The expected output is a copy of every line in the records with the string "BoxBody".

━━━ Data

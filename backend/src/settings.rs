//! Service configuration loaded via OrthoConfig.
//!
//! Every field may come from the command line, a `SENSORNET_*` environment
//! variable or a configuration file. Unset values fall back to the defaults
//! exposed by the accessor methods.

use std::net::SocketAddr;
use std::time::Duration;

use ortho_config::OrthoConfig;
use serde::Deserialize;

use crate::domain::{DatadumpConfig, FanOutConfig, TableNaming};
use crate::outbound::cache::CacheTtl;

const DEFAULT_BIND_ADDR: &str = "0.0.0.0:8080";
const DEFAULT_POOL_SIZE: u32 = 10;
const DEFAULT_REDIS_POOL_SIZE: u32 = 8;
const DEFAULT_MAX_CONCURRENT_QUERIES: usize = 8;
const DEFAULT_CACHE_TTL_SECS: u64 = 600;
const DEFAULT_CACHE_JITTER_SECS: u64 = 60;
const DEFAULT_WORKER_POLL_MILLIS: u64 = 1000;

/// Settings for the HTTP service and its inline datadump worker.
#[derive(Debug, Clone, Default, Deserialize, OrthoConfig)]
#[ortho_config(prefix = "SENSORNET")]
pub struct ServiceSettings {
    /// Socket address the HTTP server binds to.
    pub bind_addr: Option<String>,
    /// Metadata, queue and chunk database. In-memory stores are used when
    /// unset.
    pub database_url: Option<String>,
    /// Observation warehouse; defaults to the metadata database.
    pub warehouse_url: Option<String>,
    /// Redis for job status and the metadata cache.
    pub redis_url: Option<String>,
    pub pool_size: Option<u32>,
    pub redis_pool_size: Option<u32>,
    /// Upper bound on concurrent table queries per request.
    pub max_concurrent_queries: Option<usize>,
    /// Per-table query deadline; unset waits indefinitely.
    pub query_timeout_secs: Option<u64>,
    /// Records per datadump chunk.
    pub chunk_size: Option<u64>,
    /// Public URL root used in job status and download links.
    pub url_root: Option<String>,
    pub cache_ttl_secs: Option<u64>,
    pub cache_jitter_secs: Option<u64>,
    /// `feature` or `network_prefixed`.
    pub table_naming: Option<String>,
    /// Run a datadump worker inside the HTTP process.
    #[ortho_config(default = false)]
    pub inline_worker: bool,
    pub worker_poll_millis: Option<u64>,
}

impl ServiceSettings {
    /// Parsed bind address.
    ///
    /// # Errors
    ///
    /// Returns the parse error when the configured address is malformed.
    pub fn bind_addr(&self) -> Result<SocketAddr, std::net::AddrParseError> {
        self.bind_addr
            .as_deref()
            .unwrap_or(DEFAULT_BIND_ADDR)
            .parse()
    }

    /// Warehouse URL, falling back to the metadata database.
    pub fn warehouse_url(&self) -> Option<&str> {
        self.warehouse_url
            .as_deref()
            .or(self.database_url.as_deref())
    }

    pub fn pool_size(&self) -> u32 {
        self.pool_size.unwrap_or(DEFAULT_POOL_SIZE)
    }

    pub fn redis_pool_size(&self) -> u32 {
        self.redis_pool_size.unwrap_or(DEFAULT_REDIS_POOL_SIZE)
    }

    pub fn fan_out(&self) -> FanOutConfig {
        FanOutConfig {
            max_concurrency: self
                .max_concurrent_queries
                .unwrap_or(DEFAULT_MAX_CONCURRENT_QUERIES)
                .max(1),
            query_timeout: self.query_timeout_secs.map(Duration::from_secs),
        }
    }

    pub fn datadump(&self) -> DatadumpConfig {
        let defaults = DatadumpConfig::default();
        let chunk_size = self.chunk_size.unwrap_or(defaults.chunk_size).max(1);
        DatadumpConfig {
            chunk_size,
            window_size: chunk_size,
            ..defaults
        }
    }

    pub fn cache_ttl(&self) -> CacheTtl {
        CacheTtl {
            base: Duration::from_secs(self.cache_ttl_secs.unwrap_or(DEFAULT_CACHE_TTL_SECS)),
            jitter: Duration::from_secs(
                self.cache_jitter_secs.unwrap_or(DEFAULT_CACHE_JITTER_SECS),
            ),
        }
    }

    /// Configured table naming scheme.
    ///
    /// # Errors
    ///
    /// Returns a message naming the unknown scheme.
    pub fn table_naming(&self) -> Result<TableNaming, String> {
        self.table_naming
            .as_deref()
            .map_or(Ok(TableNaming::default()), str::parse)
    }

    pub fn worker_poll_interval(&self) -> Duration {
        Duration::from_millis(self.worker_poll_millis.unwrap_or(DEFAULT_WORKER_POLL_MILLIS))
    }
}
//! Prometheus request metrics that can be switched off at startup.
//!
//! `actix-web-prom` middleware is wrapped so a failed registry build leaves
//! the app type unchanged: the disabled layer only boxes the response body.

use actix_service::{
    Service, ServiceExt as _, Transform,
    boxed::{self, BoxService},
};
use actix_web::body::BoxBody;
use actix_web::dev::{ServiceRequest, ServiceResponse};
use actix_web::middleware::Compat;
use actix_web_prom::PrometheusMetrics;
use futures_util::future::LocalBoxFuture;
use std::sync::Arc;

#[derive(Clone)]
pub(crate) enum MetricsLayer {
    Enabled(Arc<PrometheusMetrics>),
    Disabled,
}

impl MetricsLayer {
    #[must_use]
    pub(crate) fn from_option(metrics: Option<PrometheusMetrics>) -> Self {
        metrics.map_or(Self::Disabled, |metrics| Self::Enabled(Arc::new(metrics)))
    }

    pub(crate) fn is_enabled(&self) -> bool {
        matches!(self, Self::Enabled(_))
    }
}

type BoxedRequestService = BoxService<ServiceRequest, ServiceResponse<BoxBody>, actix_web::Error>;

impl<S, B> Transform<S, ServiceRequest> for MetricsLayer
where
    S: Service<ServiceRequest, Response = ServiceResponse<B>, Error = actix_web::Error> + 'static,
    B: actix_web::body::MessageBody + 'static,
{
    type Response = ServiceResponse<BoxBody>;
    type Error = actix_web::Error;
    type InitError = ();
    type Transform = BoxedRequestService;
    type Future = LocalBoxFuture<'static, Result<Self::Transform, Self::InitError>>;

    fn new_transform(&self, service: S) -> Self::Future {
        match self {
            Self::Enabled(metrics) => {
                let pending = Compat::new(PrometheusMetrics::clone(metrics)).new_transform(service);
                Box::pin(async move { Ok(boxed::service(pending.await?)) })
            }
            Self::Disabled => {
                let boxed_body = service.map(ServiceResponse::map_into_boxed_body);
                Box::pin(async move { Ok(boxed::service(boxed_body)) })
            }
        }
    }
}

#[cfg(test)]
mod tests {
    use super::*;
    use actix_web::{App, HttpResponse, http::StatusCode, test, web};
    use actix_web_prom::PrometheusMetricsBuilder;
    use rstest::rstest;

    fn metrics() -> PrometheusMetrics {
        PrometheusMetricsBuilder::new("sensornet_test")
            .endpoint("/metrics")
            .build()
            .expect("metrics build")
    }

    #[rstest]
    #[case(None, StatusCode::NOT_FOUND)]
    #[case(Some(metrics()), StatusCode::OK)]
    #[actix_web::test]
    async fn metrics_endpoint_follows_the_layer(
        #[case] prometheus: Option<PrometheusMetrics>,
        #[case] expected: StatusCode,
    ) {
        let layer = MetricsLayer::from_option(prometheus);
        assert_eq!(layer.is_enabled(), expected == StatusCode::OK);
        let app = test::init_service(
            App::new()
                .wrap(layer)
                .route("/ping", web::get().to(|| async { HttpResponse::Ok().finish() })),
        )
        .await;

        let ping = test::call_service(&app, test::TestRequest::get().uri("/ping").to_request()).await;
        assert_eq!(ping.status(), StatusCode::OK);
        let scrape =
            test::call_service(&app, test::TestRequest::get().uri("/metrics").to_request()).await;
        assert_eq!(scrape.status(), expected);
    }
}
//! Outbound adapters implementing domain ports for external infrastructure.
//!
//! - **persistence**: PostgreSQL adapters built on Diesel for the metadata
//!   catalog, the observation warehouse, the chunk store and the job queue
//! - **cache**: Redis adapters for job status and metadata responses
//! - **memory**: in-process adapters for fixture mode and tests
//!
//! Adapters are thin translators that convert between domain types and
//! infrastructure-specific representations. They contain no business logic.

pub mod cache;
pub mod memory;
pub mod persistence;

━━━━━━
━━━ Data

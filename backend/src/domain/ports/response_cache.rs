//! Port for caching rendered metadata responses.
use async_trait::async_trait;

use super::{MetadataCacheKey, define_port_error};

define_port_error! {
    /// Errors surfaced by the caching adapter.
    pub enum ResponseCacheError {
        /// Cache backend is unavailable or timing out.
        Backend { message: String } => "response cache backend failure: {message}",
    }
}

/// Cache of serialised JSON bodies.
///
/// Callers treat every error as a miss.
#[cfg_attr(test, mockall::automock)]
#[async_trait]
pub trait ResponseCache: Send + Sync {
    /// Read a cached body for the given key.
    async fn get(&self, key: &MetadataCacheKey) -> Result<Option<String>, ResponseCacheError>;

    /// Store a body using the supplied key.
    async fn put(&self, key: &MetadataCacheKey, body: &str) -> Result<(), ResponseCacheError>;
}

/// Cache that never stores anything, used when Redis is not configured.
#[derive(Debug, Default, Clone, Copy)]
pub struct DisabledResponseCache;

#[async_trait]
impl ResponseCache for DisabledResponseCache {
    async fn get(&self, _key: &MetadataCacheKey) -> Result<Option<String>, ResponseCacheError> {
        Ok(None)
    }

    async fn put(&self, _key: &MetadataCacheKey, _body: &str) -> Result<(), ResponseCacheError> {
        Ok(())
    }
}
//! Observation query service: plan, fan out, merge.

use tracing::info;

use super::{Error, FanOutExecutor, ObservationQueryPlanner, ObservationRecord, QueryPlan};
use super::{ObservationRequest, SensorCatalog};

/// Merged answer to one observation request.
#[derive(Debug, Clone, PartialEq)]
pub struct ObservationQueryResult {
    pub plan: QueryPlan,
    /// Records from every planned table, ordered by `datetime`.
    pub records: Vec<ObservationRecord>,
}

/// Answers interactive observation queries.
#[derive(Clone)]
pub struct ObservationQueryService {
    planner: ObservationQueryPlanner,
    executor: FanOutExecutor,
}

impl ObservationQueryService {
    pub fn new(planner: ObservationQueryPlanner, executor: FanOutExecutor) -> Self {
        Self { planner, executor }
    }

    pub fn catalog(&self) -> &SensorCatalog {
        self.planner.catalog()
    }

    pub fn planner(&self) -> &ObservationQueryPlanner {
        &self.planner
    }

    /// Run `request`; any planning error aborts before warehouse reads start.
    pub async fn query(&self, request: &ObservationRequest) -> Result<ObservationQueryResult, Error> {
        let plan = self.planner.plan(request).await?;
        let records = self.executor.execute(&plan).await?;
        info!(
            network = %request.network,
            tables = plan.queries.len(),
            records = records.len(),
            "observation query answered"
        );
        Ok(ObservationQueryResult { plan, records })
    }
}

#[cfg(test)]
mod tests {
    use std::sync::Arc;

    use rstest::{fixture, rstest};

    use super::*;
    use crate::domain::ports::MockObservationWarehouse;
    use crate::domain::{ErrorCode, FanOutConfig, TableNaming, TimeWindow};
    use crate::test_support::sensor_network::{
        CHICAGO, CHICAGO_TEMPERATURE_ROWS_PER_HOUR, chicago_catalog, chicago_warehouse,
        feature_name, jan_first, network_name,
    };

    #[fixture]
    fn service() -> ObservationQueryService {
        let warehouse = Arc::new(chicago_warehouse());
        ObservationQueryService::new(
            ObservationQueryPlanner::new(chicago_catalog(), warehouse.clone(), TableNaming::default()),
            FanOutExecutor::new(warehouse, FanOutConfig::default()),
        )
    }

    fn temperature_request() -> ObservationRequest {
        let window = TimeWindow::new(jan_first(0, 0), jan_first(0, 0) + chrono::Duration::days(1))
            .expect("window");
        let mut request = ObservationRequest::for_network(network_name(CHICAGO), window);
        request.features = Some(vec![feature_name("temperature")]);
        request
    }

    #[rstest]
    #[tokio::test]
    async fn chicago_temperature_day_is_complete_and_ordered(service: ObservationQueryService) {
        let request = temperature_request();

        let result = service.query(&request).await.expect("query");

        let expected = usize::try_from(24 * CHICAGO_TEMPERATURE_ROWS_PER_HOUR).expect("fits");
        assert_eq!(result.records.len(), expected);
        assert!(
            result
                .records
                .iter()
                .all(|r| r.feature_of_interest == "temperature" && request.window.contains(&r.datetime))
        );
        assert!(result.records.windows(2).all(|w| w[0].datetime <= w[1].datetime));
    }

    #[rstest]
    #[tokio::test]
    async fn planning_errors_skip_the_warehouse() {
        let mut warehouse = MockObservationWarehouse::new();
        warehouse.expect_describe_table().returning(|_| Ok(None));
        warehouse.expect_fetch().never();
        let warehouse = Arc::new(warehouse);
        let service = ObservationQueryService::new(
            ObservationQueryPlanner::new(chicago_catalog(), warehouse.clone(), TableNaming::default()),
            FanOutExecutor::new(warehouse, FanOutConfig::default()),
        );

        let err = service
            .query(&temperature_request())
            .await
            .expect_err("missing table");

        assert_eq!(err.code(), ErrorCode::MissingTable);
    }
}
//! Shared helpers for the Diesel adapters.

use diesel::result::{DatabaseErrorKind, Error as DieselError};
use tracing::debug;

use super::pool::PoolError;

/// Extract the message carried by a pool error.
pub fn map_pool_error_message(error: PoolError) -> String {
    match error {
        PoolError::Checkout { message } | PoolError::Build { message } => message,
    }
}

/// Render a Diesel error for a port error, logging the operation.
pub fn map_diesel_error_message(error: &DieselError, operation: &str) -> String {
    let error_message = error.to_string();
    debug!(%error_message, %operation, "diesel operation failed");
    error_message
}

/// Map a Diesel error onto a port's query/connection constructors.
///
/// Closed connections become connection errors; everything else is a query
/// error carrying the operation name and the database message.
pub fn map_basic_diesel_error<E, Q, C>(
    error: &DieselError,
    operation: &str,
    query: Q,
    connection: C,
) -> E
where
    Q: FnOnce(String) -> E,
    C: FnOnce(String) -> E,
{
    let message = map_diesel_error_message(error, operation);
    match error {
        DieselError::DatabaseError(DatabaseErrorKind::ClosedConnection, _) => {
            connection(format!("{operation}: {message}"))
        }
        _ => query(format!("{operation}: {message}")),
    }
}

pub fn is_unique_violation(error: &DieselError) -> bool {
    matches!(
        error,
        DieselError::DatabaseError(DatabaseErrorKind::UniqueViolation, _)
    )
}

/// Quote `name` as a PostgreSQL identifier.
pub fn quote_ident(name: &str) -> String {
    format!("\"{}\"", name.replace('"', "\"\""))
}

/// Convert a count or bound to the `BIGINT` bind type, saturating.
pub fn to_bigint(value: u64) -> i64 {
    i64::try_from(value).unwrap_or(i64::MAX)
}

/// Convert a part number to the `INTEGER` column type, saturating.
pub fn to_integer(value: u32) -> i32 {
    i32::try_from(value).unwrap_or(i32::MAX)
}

━━━━━━

Exercise output =
use actix_web::body::BoxBody;
type BoxedRequestService = BoxService<ServiceRequest, ServiceResponse<BoxBody>, actix_web::Error>;
    type Response = ServiceResponse<BoxBody>;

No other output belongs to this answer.